Join us for another episode of our Global Surgery series, where we have a special focus on trauma care in resource-limited settings. 

Traumatic injury remains one of the largest burdens of disease and causes of mortality internationally. The WHO estimates that 4.4 million lives are lost to traumatic injuries per year, accounting for approximately 8% of all deaths. Notably, traumatic injuries are the top killer of children, adolescents, and young adults, compounding the patient-years lost. Trauma is ubiquitous–accidents and injuries happen all over the globe, and thus differences in trauma incidence and mortality is often a function of health systems and infrastructure. 

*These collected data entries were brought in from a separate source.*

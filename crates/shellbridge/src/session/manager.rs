//! Session lifecycle management.
//!
//! The manager owns at most one live [`Session`] and exposes the typed
//! operations every front end (interactive driver, proxy server, embedded
//! driver) goes through. It is constructed once and shared as
//! `Arc<SessionManager>`.

use std::path::PathBuf;
use std::sync::{Arc, Mutex, MutexGuard};

use shellbridge_protocol::Screenshot;

use super::keys;
use super::pty::{Session, SessionError, SessionId, SessionOptions};
use super::recording::{default_recording_path, RawRecorder, RecordingSummary};
use super::sandbox::CommandWrapper;

/// Information about the current session.
#[derive(Debug, Clone, PartialEq, Eq)]
pub struct SessionInfo {
    /// Unique session identifier.
    pub id: SessionId,
    /// Process ID of the shell.
    pub pid: Option<u32>,
    /// Current terminal columns.
    pub cols: u16,
    /// Current terminal rows.
    pub rows: u16,
}

/// Holds zero or one session.
pub struct SessionManager {
    current: Mutex<Option<Arc<Session>>>,
    init_lock: tokio::sync::Mutex<()>,
    recordings_dir: PathBuf,
    wrapper: Option<Arc<dyn CommandWrapper>>,
}

impl SessionManager {
    /// Creates a manager that stores unnamed recordings in `recordings_dir`.
    pub fn new(recordings_dir: impl Into<PathBuf>) -> Self {
        Self {
            current: Mutex::new(None),
            init_lock: tokio::sync::Mutex::new(()),
            recordings_dir: recordings_dir.into(),
            wrapper: None,
        }
    }

    /// Run every session through `wrapper`.
    pub fn with_wrapper(mut self, wrapper: Arc<dyn CommandWrapper>) -> Self {
        self.wrapper = Some(wrapper);
        self
    }

    /// Return the live session, creating one if there is none.
    ///
    /// A session whose shell has exited or that was disposed is replaced.
    pub async fn init_session(
        &self,
        mut options: SessionOptions,
    ) -> Result<Arc<Session>, SessionError> {
        let _guard = self.init_lock.lock().await;

        if let Some(existing) = self.session() {
            if !existing.is_disposed() {
                return Ok(existing);
            }
            tracing::info!(session_id = %existing.id(), "Replacing ended session");
        }

        if options.wrapper.is_none() {
            options.wrapper = self.wrapper.clone();
        }
        let session = Arc::new(Session::create(options).await?);
        *self.lock_current() = Some(Arc::clone(&session));
        Ok(session)
    }

    /// The current session, if any.
    pub fn session(&self) -> Option<Arc<Session>> {
        self.lock_current().clone()
    }

    /// Summary of the current session.
    pub async fn info(&self) -> Option<SessionInfo> {
        let session = self.session()?;
        let dims = session.dimensions().await.ok()?;
        Some(SessionInfo {
            id: session.id().clone(),
            pid: session.pid(),
            cols: dims.emulator.0,
            rows: dims.emulator.1,
        })
    }

    /// Type `text`, then press Enter when `submit` is set.
    pub async fn type_text(&self, text: &str, submit: bool) -> Result<(), SessionError> {
        let session = self.require()?;
        if !text.is_empty() {
            session.write(text.as_bytes()).await?;
        }
        if submit {
            session.write(b"\r").await?;
        }
        Ok(())
    }

    /// Send a key chord such as `ctrl+c` or `up`.
    pub async fn send_key(&self, key: &str) -> Result<(), SessionError> {
        let bytes = keys::encode_key(key)?;
        self.require()?.write(&bytes).await
    }

    pub async fn content(&self, visible_only: bool) -> Result<String, SessionError> {
        let session = self.require()?;
        if visible_only {
            session.visible_content().await
        } else {
            session.content().await
        }
    }

    pub async fn screenshot(&self) -> Result<Screenshot, SessionError> {
        self.require()?.screenshot().await
    }

    pub async fn resize(&self, cols: u16, rows: u16) -> Result<(), SessionError> {
        self.require()?.resize(cols, rows).await
    }

    /// Record raw output to `path`, or to a fresh file in the recordings
    /// directory.
    pub async fn start_recording(
        &self,
        path: Option<PathBuf>,
    ) -> Result<RecordingSummary, SessionError> {
        let session = self.require()?;
        if session.is_disposed() {
            return Err(SessionError::Disposed(session.id().clone()));
        }
        let path =
            path.unwrap_or_else(|| default_recording_path(&self.recordings_dir, session.id()));
        let recorder =
            RawRecorder::create(&path).map_err(|e| SessionError::Recording(e.to_string()))?;
        session.start_recording(Box::new(recorder)).await
    }

    pub async fn stop_recording(&self) -> Result<RecordingSummary, SessionError> {
        self.require()?.stop_recording().await
    }

    /// Start tearing everything down without waiting.
    pub fn dispose(&self) {
        let session = self.lock_current().take();
        if let Some(session) = session {
            tracing::info!(session_id = %session.id(), "Disposing session");
            session.dispose_now();
        }
        if let Some(wrapper) = self.wrapper.clone() {
            if let Ok(runtime) = tokio::runtime::Handle::try_current() {
                runtime.spawn(async move { wrapper.teardown().await });
            }
        }
    }

    /// Tear everything down and wait for it to finish.
    pub async fn dispose_async(&self) {
        let session = self.lock_current().take();
        if let Some(session) = session {
            tracing::info!(session_id = %session.id(), "Disposing session");
            session.dispose().await;
        }
        if let Some(wrapper) = &self.wrapper {
            wrapper.teardown().await;
        }
    }

    fn require(&self) -> Result<Arc<Session>, SessionError> {
        self.session().ok_or(SessionError::NoSession)
    }

    fn lock_current(&self) -> MutexGuard<'_, Option<Arc<Session>>> {
        self.current.lock().unwrap_or_else(|e| e.into_inner())
    }
}

#[cfg(test)]
mod tests {
    use super::*;
    use crate::session::sandbox::{PrefixWrapper, SandboxError, WrappedCommand};
    use async_trait::async_trait;
    use std::sync::atomic::{AtomicUsize, Ordering};
    use std::time::Duration;
    use tempfile::tempdir;

    fn sh_options() -> SessionOptions {
        SessionOptions {
            shell: Some("/bin/sh".to_string()),
            shell_integration: false,
            ..SessionOptions::default()
        }
    }

    async fn wait_for_content(manager: &SessionManager, needle: &str) -> String {
        let mut content = String::new();
        for _ in 0..100 {
            content = manager.content(false).await.unwrap();
            if content.contains(needle) {
                return content;
            }
            tokio::time::sleep(Duration::from_millis(50)).await;
        }
        panic!("{needle:?} never appeared in:\n{content}");
    }

    #[tokio::test]
    async fn test_operations_without_session() {
        let manager = SessionManager::new(std::env::temp_dir());
        assert!(manager.session().is_none());
        assert!(manager.info().await.is_none());
        assert!(matches!(
            manager.type_text("ls", true).await,
            Err(SessionError::NoSession)
        ));
        assert!(matches!(
            manager.screenshot().await,
            Err(SessionError::NoSession)
        ));
    }

    #[tokio::test]
    async fn test_init_session_is_idempotent() {
        let manager = SessionManager::new(std::env::temp_dir());
        let first = manager.init_session(sh_options()).await.unwrap();
        let second = manager.init_session(sh_options()).await.unwrap();
        assert_eq!(first.id(), second.id());
        manager.dispose_async().await;
    }

    #[tokio::test]
    async fn test_init_session_replaces_disposed_session() {
        let manager = SessionManager::new(std::env::temp_dir());
        let first = manager.init_session(sh_options()).await.unwrap();
        first.dispose().await;

        let second = manager.init_session(sh_options()).await.unwrap();
        assert_ne!(first.id(), second.id());
        manager.dispose_async().await;
    }

    #[tokio::test]
    async fn test_type_and_read_back() {
        let manager = SessionManager::new(std::env::temp_dir());
        manager.init_session(sh_options()).await.unwrap();

        manager
            .type_text("echo typed_$((6*7))", true)
            .await
            .unwrap();
        wait_for_content(&manager, "typed_42").await;

        let info = manager.info().await.unwrap();
        assert_eq!((info.cols, info.rows), (80, 24));
        manager.dispose_async().await;
    }

    #[tokio::test]
    async fn test_full_content_after_several_screens_of_output() {
        let manager = SessionManager::new(std::env::temp_dir());
        manager.init_session(sh_options()).await.unwrap();

        manager.type_text("seq 1 100", true).await.unwrap();
        let content = wait_for_content(&manager, "\n100").await;
        let lines: Vec<&str> = content.lines().map(str::trim).collect();
        assert!(lines.contains(&"1"));
        assert!(lines.contains(&"50"));

        // The session is still alive and usable afterwards.
        manager
            .type_text("echo still_$((2+2))", true)
            .await
            .unwrap();
        wait_for_content(&manager, "still_4").await;
        manager.dispose_async().await;
    }

    #[tokio::test]
    async fn test_send_key_interrupts() {
        let manager = SessionManager::new(std::env::temp_dir());
        manager.init_session(sh_options()).await.unwrap();

        manager.type_text("sleep 30", true).await.unwrap();
        tokio::time::sleep(Duration::from_millis(200)).await;
        manager.send_key("ctrl+c").await.unwrap();
        manager
            .type_text("echo after_$((1+1))", true)
            .await
            .unwrap();
        wait_for_content(&manager, "after_2").await;

        assert!(matches!(
            manager.send_key("hyper+q").await,
            Err(SessionError::InvalidKey(_))
        ));
        manager.dispose_async().await;
    }

    #[tokio::test]
    async fn test_recording_to_default_path() {
        let dir = tempdir().unwrap();
        let manager = SessionManager::new(dir.path());
        manager.init_session(sh_options()).await.unwrap();

        let started = manager.start_recording(None).await.unwrap();
        let path = started.path.clone().unwrap();
        assert!(path.starts_with(dir.path()));

        manager.type_text("echo rec_$((5+5))", true).await.unwrap();
        wait_for_content(&manager, "rec_10").await;
        let stopped = manager.stop_recording().await.unwrap();
        assert_eq!(stopped.path, Some(path.clone()));
        assert!(stopped.bytes > 0);
        manager.dispose_async().await;
    }

    #[tokio::test]
    async fn test_dispose_clears_session() {
        let manager = SessionManager::new(std::env::temp_dir());
        let session = manager.init_session(sh_options()).await.unwrap();

        manager.dispose_async().await;
        assert!(session.is_disposed());
        assert!(manager.session().is_none());
        assert!(matches!(
            manager.content(false).await,
            Err(SessionError::NoSession)
        ));

        // Disposing again is harmless.
        manager.dispose_async().await;
        manager.dispose();
    }

    struct CountingWrapper {
        inner: PrefixWrapper,
        teardowns: AtomicUsize,
    }

    #[async_trait]
    impl CommandWrapper for CountingWrapper {
        fn name(&self) -> &str {
            "counting"
        }

        async fn wrap(
            &self,
            program: &str,
            args: &[String],
        ) -> Result<WrappedCommand, SandboxError> {
            self.inner.wrap(program, args).await
        }

        async fn teardown(&self) {
            self.teardowns.fetch_add(1, Ordering::SeqCst);
        }
    }

    #[tokio::test]
    async fn test_wrapper_is_applied_and_torn_down() {
        let wrapper = Arc::new(CountingWrapper {
            inner: PrefixWrapper::new("env", ["WRAPPED_BY=shellbridge-test"]),
            teardowns: AtomicUsize::new(0),
        });
        let manager = SessionManager::new(std::env::temp_dir()).with_wrapper(wrapper.clone());
        manager.init_session(sh_options()).await.unwrap();

        manager
            .type_text("echo \"wrapped=$WRAPPED_BY\"", true)
            .await
            .unwrap();
        wait_for_content(&manager, "wrapped=shellbridge-test").await;

        manager.dispose_async().await;
        assert_eq!(wrapper.teardowns.load(Ordering::SeqCst), 1);
    }
}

Jon Williams is joined by Dr. Anthony Charles. Dr. Charles is a trauma surgeon at University of North Carolina, Chapel Hill. Additionally, he holds professorships in the medical school and school of public health at UNC, as well as serving as the director of the adult ECMO program and the director of global surgery at the UNC Institute of Global Health and Infectious Diseases. He leads the Malawian Surgical Initiative, designed to train and support local surgeons in the country of Malawi where he has established a longstanding partnership with UNC. Having been raised in Nigeria, Dr. Charles completed medical school at the University of Lagos, and subsequently underwent  general surgery residency training in London at North Middlesex University Hospital and subsequently at Charles Drew University in Los Angeles. Upon completion of trauma and critical care fellowship at University of Michigan, he took a faculty position at UNC where he has remained since and grown the global surgery presence to what it is today.

Key Points:
  1. Often, the pivotal first step in developing global surgery trauma initiatives is increasing trained personnel, and so training initiatives are very meaningful and provide sustainability to the effort. 

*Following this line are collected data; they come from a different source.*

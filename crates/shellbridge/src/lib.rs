//! # shellbridge
//!
//! Share one live shell session between a human, an AI assistant and a host
//! application.
//!
//! ## Overview
//!
//! A single process owns the shell. It runs on a pseudo-terminal with a
//! headless emulator keeping an addressable copy of the screen, so tool calls
//! can type, press keys and read back what the shell printed.
//!
//! - **Interactive**: your terminal is piped into the shell, and a Unix
//!   socket accepts tool calls for the same session.
//! - **Detached**: no shell of its own. MCP on stdio is forwarded over the
//!   socket to the interactive instance.
//! - **Embedded**: a host application drives the session with JSON lines on
//!   stdio.
//!
//! ## Architecture
//!
//! ```text
//! ┌──────────────────────────────────────────────────────────────┐
//! │                        Mode Dispatcher                       │
//! ├──────────────────────────────────────────────────────────────┤
//! │  ┌─────────────┐   ┌──────────────────┐   ┌───────────────┐  │
//! │  │ Interactive │   │   MCP Bridge     │   │   Embedded    │  │
//! │  └──────┬──────┘   └────────┬─────────┘   └───────┬───────┘  │
//! │         │                   │ socket              │          │
//! │         │           ┌───────▼──────────┐          │          │
//! │         │           │  Proxy Server    │          │          │
//! │         │           └───────┬──────────┘          │          │
//! │  ┌──────▼───────────────────▼─────────────────────▼───────┐  │
//! │  │                    Session Manager                     │  │
//! │  └──────────────────────────┬─────────────────────────────┘  │
//! │  ┌──────────────────────────▼─────────────────────────────┐  │
//! │  │           Session (PTY + headless emulator)            │  │
//! │  └────────────────────────────────────────────────────────┘  │
//! └──────────────────────────────────────────────────────────────┘
//! ```
//!
//! ## Quick Start
//!
//! ```rust,no_run
//! use std::sync::Arc;
//! use shellbridge::session::{SessionManager, SessionOptions};
//!
//! #[tokio::main]
//! async fn main() -> anyhow::Result<()> {
//!     let manager = Arc::new(SessionManager::new("/tmp/recordings"));
//!     manager.init_session(SessionOptions::default()).await?;
//!
//!     manager.type_text("echo hello", true).await?;
//!     println!("{}", manager.content(true).await?);
//!
//!     manager.dispose_async().await;
//!     Ok(())
//! }
//! ```
//!
//! ## Modules
//!
//! - [`session`]: PTY session, emulator, key encoding, session manager
//! - [`proxy`]: Unix-socket tool proxy, server and client
//! - [`bridge`]: MCP server forwarding to the proxy
//! - [`embedded`]: stdio driver for host applications
//! - [`interactive`]: raw-mode terminal driver
//! - [`mode`]: startup posture selection
//! - [`config`]: configuration loading and defaults
//! - [`logging`]: tracing setup

pub mod bridge;
pub mod config;
pub mod embedded;
pub mod interactive;
pub mod logging;
pub mod mode;
pub mod proxy;
pub mod session;

// Re-export protocol for convenience
pub use shellbridge_protocol as protocol;

pub use config::Config;
pub use mode::{select_mode, Mode, ModeError, ModeInputs};
pub use proxy::{ProxyClient, ProxyError, ProxyServer, ServerOptions};
pub use session::{Session, SessionError, SessionId, SessionManager, SessionOptions};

  2. Growing a health system’s ability to provide trauma care helps develop improved care for all aspects of disease. The resources, training, and infrastructure required benefits healthcare at large. 
  3. Improvement of trauma care extends well beyond in-hospital care–injury prevention and pre-hospital care/triage/transport are even more impactful.

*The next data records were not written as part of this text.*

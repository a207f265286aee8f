//! shellbridge
//!
//! One shell session shared between you, an AI assistant and a host
//! application.

use std::path::PathBuf;
use std::sync::Arc;
use std::time::Duration;

use clap::Parser;
use shellbridge::config::Config;
use shellbridge::interactive::InteractiveOptions;
use shellbridge::logging::{self, LogTarget};
use shellbridge::mode::{select_mode, Mode, ModeInputs};
use shellbridge::proxy::ServerOptions;
use shellbridge::session::{SessionManager, SessionOptions};
use shellbridge::{bridge, embedded, interactive};

/// Timeout for each tool call forwarded by the MCP bridge.
const BRIDGE_CALL_TIMEOUT: Duration = Duration::from_secs(10);

/// Share a live shell with an AI assistant.
///
/// In a terminal, starts your shell and opens the tool socket. With --mcp, or
/// when stdin is not a terminal, serves MCP on stdio and drives the shell of
/// the running instance.
#[derive(Parser, Debug)]
#[command(name = "shellbridge")]
#[command(version, about, long_about = None)]
pub struct Cli {
    /// Path to configuration file
    #[arg(short, long, value_name = "FILE")]
    pub config: Option<PathBuf>,

    /// Enable verbose logging
    #[arg(short, long)]
    pub verbose: bool,

    /// Terminal width when stdin is not a terminal
    #[arg(long)]
    pub cols: Option<u16>,

    /// Terminal height when stdin is not a terminal
    #[arg(long)]
    pub rows: Option<u16>,

    /// Shell to launch
    #[arg(long)]
    pub shell: Option<String>,

    /// Working directory for the shell
    #[arg(long, value_name = "DIR")]
    pub cwd: Option<PathBuf>,

    /// Tool socket path
    #[arg(long, value_name = "PATH")]
    pub socket: Option<PathBuf>,

    /// Run the shell through this wrapper command, e.g. "firejail --quiet"
    #[arg(long, value_name = "COMMAND")]
    pub sandbox: Option<String>,

    /// Serve MCP on stdio even when stdin is a terminal
    #[arg(long, conflicts_with = "embedded")]
    pub mcp: bool,

    /// Be driven by a host application over stdio
    #[arg(long)]
    pub embedded: bool,
}

impl Cli {
    /// Command line flags take precedence over file and environment.
    fn apply_to(&self, config: &mut Config) {
        if let Some(cols) = self.cols {
            config.session.cols = cols;
        }
        if let Some(rows) = self.rows {
            config.session.rows = rows;
        }
        if let Some(shell) = &self.shell {
            config.session.shell = shell.clone();
        }
        if let Some(socket) = &self.socket {
            config.proxy.socket_path = Some(socket.clone());
        }
        if let Some(sandbox) = &self.sandbox {
            let mut words = sandbox.split_whitespace().map(str::to_string);
            config.sandbox.enabled = true;
            config.sandbox.command = words.next().unwrap_or_default();
            config.sandbox.args = words.collect();
        }
    }
}

fn session_options(config: &Config, cwd: Option<PathBuf>) -> SessionOptions {
    SessionOptions {
        cols: config.session.cols,
        rows: config.session.rows,
        shell: (!config.session.shell.is_empty()).then(|| config.session.shell.clone()),
        cwd,
        scrollback: config.session.scrollback,
        shell_integration: config.session.shell_integration,
        ..SessionOptions::default()
    }
}

fn session_manager(config: &Config) -> anyhow::Result<Arc<SessionManager>> {
    let mut manager = SessionManager::new(config.recordings_dir());
    if let Some(wrapper) = config.sandbox.wrapper() {
        wrapper.validate()?;
        tracing::info!(command = %config.sandbox.command, "Sandboxing the shell");
        manager = manager.with_wrapper(Arc::new(wrapper));
    }
    Ok(Arc::new(manager))
}

#[tokio::main]
async fn main() -> anyhow::Result<()> {
    let cli = Cli::parse();

    let mut config = if let Some(config_path) = &cli.config {
        Config::load(config_path)?
    } else {
        Config::load_default()?
    };
    let env_overrides = config.apply_env_overrides();
    cli.apply_to(&mut config);
    config.validate()?;

    let mode = match select_mode(ModeInputs::detect(cli.mcp, cli.embedded)) {
        Ok(mode) => mode,
        Err(e) => {
            eprintln!("Error: {e}");
            std::process::exit(1);
        }
    };

    let logs_dir = config.logs_dir();
    let target = match mode {
        Mode::Interactive => LogTarget::File(&logs_dir),
        Mode::Detached | Mode::Embedded => LogTarget::Stderr,
    };
    let log_guard = logging::init(target, &config.general.log_level, cli.verbose)?;
    tracing::info!(?mode, "shellbridge starting");
    for applied in &env_overrides {
        tracing::info!(var = applied.var, value = %applied.value, "Configuration overridden from environment");
    }

    let socket_path = config.proxy.socket_path();
    match mode {
        Mode::Interactive => {
            let manager = session_manager(&config)?;
            let options = InteractiveOptions {
                session: session_options(&config, cli.cwd.clone()),
                socket_path,
                server: ServerOptions {
                    poll_interval: config.proxy.poll_interval(),
                    probe_timeout: config.proxy.probe_timeout(),
                },
            };
            let code = interactive::run(manager, options).await?;
            drop(log_guard);
            std::process::exit(code);
        }
        Mode::Detached => {
            bridge::run_stdio(&socket_path, BRIDGE_CALL_TIMEOUT).await?;
        }
        Mode::Embedded => {
            let manager = session_manager(&config)?;
            let code = embedded::run(
                manager,
                session_options(&config, cli.cwd.clone()),
                tokio::io::BufReader::new(tokio::io::stdin()),
                tokio::io::stdout(),
            )
            .await?;
            drop(log_guard);
            std::process::exit(code.unwrap_or(0));
        }
    }

    Ok(())
}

  4. It takes more than surgeons to improve trauma care globally. Thus, clinician and non-clinician training and oversight is critical, and foundational concepts of care of the trauma patient must be familiar to all. 
  5. Local governing bodies need to understand the importance of trauma care to invest in it. Traumatic injuries and mortality are a health burden, but even more so an economic burden to a country. This is what is compelling to investment in trauma care.